> _EXTRACTED MATERIAL_
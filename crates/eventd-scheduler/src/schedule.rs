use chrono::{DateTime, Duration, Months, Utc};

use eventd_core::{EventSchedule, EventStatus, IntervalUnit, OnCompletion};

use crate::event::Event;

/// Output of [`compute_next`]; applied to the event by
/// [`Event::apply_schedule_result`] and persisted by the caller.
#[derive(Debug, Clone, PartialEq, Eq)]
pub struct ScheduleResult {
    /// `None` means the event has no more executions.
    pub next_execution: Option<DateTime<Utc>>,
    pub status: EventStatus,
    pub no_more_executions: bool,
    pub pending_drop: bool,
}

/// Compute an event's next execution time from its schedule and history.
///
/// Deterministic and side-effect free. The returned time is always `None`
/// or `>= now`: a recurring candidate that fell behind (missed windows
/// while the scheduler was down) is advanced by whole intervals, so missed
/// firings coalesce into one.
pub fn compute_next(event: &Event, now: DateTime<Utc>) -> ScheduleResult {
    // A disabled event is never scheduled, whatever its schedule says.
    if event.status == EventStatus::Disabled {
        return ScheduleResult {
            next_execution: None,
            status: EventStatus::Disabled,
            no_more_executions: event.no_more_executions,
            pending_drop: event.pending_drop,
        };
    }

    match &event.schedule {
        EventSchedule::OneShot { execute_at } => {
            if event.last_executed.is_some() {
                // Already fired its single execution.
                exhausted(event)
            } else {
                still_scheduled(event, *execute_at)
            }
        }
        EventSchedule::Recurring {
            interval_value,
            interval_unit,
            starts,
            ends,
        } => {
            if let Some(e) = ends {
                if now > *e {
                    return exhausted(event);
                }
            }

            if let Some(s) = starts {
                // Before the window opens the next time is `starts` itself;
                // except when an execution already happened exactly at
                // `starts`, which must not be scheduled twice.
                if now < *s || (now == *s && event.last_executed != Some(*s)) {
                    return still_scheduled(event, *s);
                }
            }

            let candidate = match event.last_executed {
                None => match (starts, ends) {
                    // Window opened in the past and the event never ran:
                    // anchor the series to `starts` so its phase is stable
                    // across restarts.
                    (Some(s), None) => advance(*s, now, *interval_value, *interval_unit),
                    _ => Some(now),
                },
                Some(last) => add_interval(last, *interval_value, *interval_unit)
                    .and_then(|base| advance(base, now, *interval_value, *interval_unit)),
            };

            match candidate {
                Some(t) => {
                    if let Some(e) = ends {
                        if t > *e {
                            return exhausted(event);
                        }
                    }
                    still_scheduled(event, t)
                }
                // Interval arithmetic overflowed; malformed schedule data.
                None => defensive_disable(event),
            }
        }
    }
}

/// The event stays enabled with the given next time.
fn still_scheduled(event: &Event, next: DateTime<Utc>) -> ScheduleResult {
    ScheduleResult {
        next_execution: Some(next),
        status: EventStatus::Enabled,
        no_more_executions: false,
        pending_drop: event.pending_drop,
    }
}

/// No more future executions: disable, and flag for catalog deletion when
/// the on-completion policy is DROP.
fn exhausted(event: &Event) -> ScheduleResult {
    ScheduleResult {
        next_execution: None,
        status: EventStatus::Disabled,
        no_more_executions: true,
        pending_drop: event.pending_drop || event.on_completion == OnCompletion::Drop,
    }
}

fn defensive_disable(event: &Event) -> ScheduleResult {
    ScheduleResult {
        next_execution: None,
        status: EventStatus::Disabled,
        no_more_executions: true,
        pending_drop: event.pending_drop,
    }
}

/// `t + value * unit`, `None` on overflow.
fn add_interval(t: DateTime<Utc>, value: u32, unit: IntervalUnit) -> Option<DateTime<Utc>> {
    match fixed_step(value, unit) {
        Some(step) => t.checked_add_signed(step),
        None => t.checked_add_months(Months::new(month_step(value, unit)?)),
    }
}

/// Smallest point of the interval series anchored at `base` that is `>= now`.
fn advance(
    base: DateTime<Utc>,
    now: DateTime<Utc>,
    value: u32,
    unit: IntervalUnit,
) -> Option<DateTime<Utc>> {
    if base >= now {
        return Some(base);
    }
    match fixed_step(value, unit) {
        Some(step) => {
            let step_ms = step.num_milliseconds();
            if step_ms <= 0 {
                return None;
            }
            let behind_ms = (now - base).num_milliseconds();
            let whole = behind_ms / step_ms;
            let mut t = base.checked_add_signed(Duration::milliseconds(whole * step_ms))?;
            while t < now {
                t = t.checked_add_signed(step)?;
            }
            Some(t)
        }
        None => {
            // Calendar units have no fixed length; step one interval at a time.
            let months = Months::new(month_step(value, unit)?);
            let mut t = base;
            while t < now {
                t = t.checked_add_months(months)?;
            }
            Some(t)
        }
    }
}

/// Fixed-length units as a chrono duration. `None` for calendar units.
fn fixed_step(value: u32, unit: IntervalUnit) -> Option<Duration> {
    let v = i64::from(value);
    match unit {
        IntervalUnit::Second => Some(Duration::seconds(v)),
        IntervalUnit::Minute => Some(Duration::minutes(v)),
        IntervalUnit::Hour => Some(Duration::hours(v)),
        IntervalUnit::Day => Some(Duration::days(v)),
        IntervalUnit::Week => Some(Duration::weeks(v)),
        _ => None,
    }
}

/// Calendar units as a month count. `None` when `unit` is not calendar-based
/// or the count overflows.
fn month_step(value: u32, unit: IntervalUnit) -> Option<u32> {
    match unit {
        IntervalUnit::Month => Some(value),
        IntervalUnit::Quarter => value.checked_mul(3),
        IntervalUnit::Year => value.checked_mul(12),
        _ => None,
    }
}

> _PROBLEM DESCRIPTION_
The material is to be written out again in full, with no word altered.

> _ANSWER TO THIS PROBLEM_
filename crates/eventd-scheduler/src/schedule.rs
use chrono::{DateTime, Duration, Months, Utc};

use eventd_core::{EventSchedule, EventStatus, IntervalUnit, OnCompletion};

use crate::event::Event;

/// Output of [`compute_next`]; applied to the event by
/// [`Event::apply_schedule_result`] and persisted by the caller.
#[derive(Debug, Clone, PartialEq, Eq)]
pub struct ScheduleResult {
    /// `None` means the event has no more executions.
    pub next_execution: Option<DateTime<Utc>>,
    pub status: EventStatus,
    pub no_more_executions: bool,
    pub pending_drop: bool,
}

/// Compute an event's next execution time from its schedule and history.
///
/// Deterministic and side-effect free. The returned time is always `None`
/// or `>= now`: a recurring candidate that fell behind (missed windows
/// while the scheduler was down) is advanced by whole intervals, so missed
/// firings coalesce into one.
pub fn compute_next(event: &Event, now: DateTime<Utc>) -> ScheduleResult {
    // A disabled event is never scheduled, whatever its schedule says.
    if event.status == EventStatus::Disabled {
        return ScheduleResult {
            next_execution: None,
            status: EventStatus::Disabled,
            no_more_executions: event.no_more_executions,
            pending_drop: event.pending_drop,
        };
    }

    match &event.schedule {
        EventSchedule::OneShot { execute_at } => {
            if event.last_executed.is_some() {
                // Already fired its single execution.
                exhausted(event)
            } else {
                still_scheduled(event, *execute_at)
            }
        }
        EventSchedule::Recurring {
            interval_value,
            interval_unit,
            starts,
            ends,
        } => {
            if let Some(e) = ends {
                if now > *e {
                    return exhausted(event);
                }
            }

            if let Some(s) = starts {
                // Before the window opens the next time is `starts` itself;
                // except when an execution already happened exactly at
                // `starts`, which must not be scheduled twice.
                if now < *s || (now == *s && event.last_executed != Some(*s)) {
                    return still_scheduled(event, *s);
                }
            }

            let candidate = match event.last_executed {
                None => match (starts, ends) {
                    // Window opened in the past and the event never ran:
                    // anchor the series to `starts` so its phase is stable
                    // across restarts.
                    (Some(s), None) => advance(*s, now, *interval_value, *interval_unit),
                    _ => Some(now),
                },
                Some(last) => add_interval(last, *interval_value, *interval_unit)
                    .and_then(|base| advance(base, now, *interval_value, *interval_unit)),
            };

            match candidate {
                Some(t) => {
                    if let Some(e) = ends {
                        if t > *e {
                            return exhausted(event);
                        }
                    }
                    still_scheduled(event, t)
                }
                // Interval arithmetic overflowed; malformed schedule data.
                None => defensive_disable(event),
            }
        }
    }
}

/// The event stays enabled with the given next time.
fn still_scheduled(event: &Event, next: DateTime<Utc>) -> ScheduleResult {
    ScheduleResult {
        next_execution: Some(next),
        status: EventStatus::Enabled,
        no_more_executions: false,
        pending_drop: event.pending_drop,
    }
}

/// No more future executions: disable, and flag for catalog deletion when
/// the on-completion policy is DROP.
fn exhausted(event: &Event) -> ScheduleResult {
    ScheduleResult {
        next_execution: None,
        status: EventStatus::Disabled,
        no_more_executions: true,
        pending_drop: event.pending_drop || event.on_completion == OnCompletion::Drop,
    }
}

fn defensive_disable(event: &Event) -> ScheduleResult {
    ScheduleResult {
        next_execution: None,
        status: EventStatus::Disabled,
        no_more_executions: true,
        pending_drop: event.pending_drop,
    }
}

/// `t + value * unit`, `None` on overflow.
fn add_interval(t: DateTime<Utc>, value: u32, unit: IntervalUnit) -> Option<DateTime<Utc>> {
    match fixed_step(value, unit) {
        Some(step) => t.checked_add_signed(step),
        None => t.checked_add_months(Months::new(month_step(value, unit)?)),
    }
}

/// Smallest point of the interval series anchored at `base` that is `>= now`.
fn advance(
    base: DateTime<Utc>,
    now: DateTime<Utc>,
    value: u32,
    unit: IntervalUnit,
) -> Option<DateTime<Utc>> {
    if base >= now {
        return Some(base);
    }
    match fixed_step(value, unit) {
        Some(step) => {
            let step_ms = step.num_milliseconds();
            if step_ms <= 0 {
                return None;
            }
            let behind_ms = (now - base).num_milliseconds();
            let whole = behind_ms / step_ms;
            let mut t = base.checked_add_signed(Duration::milliseconds(whole * step_ms))?;
            while t < now {
                t = t.checked_add_signed(step)?;
            }
            Some(t)
        }
        None => {
            // Calendar units have no fixed length; step one interval at a time.
            let months = Months::new(month_step(value, unit)?);
            let mut t = base;
            while t < now {
                t = t.checked_add_months(months)?;
            }
            Some(t)
        }
    }
}

/// Fixed-length units as a chrono duration. `None` for calendar units.
fn fixed_step(value: u32, unit: IntervalUnit) -> Option<Duration> {
    let v = i64::from(value);
    match unit {
        IntervalUnit::Second => Some(Duration::seconds(v)),
        IntervalUnit::Minute => Some(Duration::minutes(v)),
        IntervalUnit::Hour => Some(Duration::hours(v)),
        IntervalUnit::Day => Some(Duration::days(v)),
        IntervalUnit::Week => Some(Duration::weeks(v)),
        _ => None,
    }
}

/// Calendar units as a month count. `None` when `unit` is not calendar-based
/// or the count overflows.
fn month_step(value: u32, unit: IntervalUnit) -> Option<u32> {
    match unit {
        IntervalUnit::Month => Some(value),
        IntervalUnit::Quarter => value.checked_mul(3),
        IntervalUnit::Year => value.checked_mul(12),
        _ => None,
    }
}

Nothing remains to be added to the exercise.